**INSTRUCTIONS TO FOLLOW:** Each line holding the word "device" must appear in the answer, copied from the entries.
[[ AVAILABLE DATA open ]]
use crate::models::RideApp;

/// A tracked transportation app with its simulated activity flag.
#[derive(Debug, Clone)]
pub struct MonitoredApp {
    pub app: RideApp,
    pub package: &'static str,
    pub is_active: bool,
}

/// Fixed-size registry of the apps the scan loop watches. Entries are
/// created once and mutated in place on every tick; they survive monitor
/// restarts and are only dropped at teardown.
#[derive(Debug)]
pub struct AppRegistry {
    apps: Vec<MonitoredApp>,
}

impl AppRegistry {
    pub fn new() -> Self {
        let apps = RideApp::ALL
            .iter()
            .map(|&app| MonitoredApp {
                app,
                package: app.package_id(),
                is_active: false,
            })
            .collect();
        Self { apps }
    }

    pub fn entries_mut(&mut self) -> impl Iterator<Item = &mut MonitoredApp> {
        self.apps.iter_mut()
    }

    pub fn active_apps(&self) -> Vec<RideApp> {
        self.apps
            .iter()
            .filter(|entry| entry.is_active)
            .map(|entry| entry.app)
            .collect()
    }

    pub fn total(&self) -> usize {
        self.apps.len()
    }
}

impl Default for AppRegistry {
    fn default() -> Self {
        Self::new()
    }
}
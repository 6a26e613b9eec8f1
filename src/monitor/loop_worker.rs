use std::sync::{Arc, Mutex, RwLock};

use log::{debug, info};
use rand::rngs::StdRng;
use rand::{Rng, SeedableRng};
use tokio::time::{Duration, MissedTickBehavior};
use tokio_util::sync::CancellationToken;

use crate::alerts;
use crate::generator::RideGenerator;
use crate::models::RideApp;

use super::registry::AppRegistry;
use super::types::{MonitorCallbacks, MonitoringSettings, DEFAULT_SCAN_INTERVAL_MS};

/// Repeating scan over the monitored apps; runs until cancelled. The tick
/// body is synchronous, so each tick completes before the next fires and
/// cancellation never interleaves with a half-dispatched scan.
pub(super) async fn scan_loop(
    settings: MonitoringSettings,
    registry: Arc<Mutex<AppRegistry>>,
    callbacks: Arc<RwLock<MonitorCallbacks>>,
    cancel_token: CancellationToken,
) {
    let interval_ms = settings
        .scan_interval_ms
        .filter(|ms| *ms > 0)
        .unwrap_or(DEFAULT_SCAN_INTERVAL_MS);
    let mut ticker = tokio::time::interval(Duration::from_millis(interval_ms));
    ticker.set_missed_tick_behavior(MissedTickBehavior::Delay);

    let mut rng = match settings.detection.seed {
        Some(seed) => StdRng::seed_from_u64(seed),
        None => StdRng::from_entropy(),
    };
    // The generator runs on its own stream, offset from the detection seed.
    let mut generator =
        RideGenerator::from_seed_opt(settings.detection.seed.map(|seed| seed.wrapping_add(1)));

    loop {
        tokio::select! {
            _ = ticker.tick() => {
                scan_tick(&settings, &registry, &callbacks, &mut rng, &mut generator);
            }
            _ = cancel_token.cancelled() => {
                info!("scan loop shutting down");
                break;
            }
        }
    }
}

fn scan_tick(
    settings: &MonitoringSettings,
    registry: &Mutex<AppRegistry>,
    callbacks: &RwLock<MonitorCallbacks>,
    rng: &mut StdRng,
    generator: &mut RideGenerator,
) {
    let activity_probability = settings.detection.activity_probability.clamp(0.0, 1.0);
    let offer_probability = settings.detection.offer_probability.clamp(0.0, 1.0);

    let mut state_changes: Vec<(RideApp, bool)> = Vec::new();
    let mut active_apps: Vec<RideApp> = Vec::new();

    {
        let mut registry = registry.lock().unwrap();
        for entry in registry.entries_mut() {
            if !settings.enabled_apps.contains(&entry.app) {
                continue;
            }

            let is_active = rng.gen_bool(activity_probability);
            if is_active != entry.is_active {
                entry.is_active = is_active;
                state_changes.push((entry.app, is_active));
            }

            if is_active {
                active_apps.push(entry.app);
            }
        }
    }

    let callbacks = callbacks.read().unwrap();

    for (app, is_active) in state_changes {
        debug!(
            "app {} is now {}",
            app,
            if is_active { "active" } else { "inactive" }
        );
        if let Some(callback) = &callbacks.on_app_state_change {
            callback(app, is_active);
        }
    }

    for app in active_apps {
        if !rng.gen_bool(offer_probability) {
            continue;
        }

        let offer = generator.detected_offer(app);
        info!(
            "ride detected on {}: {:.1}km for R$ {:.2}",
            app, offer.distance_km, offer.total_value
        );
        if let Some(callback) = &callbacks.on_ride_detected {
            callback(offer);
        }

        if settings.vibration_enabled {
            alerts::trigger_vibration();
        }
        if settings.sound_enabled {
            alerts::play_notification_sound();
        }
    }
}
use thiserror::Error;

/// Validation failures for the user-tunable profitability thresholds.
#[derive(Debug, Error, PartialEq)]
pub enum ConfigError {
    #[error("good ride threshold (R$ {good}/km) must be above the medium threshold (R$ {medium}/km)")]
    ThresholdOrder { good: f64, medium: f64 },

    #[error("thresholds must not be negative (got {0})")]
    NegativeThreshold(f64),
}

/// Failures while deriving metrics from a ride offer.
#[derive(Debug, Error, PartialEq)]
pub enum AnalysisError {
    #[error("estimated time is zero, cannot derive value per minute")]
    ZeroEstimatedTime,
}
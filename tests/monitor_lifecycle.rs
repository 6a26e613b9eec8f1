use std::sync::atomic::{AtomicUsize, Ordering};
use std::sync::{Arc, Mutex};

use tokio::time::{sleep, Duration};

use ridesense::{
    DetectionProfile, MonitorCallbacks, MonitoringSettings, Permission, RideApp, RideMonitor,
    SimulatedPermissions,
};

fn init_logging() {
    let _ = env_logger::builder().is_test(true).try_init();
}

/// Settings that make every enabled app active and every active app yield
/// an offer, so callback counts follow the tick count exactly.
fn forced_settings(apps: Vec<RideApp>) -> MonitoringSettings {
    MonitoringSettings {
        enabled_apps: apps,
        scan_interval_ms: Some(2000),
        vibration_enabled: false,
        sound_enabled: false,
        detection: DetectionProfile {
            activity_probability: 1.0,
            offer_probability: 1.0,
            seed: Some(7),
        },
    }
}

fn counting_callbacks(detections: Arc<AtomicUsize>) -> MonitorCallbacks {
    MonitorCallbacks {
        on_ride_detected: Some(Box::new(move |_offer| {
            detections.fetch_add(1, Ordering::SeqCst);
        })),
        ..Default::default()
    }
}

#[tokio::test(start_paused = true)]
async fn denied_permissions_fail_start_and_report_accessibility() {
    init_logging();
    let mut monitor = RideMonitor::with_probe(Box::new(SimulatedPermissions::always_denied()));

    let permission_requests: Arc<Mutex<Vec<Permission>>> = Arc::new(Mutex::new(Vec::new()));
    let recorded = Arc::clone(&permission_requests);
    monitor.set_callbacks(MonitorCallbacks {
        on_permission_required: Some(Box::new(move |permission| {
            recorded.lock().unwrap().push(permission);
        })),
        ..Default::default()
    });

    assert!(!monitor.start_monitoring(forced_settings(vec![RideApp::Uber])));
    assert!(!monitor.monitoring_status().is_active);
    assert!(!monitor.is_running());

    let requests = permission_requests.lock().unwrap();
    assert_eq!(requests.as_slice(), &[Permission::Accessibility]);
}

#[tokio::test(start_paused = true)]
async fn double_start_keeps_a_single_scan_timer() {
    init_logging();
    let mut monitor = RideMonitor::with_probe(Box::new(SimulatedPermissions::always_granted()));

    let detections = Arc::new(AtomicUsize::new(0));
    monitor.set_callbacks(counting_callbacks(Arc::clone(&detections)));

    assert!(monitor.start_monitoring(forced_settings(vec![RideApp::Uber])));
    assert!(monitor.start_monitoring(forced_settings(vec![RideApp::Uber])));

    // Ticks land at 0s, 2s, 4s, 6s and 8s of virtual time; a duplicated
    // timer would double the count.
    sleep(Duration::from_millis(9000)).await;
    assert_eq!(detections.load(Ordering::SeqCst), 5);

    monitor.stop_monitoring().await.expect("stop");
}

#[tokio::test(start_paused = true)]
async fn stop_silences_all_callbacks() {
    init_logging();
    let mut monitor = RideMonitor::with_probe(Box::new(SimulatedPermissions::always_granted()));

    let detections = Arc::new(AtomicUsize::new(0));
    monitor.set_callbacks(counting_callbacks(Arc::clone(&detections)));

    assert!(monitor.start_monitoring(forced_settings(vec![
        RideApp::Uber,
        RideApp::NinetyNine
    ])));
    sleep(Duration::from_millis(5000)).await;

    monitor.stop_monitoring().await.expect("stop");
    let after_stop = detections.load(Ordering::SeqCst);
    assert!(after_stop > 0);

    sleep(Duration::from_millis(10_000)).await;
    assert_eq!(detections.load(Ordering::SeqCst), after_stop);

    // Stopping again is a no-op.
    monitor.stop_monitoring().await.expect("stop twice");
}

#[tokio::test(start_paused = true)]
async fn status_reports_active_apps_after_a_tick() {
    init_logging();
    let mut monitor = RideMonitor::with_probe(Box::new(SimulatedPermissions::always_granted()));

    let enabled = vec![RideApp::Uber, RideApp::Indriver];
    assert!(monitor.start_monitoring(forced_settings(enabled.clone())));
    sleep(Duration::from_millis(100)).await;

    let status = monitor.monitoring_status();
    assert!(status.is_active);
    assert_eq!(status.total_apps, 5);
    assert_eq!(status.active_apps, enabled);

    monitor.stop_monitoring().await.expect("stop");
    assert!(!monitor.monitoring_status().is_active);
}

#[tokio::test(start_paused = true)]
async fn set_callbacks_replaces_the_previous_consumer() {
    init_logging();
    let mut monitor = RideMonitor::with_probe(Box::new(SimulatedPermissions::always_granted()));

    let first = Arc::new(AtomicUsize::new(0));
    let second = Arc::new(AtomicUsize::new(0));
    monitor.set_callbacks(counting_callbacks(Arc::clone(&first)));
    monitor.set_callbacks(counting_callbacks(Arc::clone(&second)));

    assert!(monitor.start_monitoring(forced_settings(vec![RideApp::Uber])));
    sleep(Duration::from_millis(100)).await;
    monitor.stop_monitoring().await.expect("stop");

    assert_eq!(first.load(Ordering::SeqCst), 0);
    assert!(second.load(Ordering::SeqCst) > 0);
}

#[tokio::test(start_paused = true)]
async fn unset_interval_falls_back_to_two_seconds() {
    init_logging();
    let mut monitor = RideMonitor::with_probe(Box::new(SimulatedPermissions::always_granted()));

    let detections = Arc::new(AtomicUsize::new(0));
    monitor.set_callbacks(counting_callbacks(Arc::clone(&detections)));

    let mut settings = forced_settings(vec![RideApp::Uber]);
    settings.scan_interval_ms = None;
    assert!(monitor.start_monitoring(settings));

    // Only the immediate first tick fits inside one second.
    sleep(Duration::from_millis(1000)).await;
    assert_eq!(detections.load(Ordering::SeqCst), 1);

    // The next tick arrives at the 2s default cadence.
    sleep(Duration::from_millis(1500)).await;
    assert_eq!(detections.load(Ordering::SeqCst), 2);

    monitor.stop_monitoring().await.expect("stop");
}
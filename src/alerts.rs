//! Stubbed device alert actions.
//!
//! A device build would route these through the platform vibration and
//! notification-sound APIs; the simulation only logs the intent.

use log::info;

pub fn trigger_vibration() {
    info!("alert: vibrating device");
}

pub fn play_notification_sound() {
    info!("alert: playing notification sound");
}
[[ AVAILABLE DATA closed ]]
**REPLY:**
//! Stubbed device alert actions.
//! A device build would route these through the platform vibration and
    info!("alert: vibrating device");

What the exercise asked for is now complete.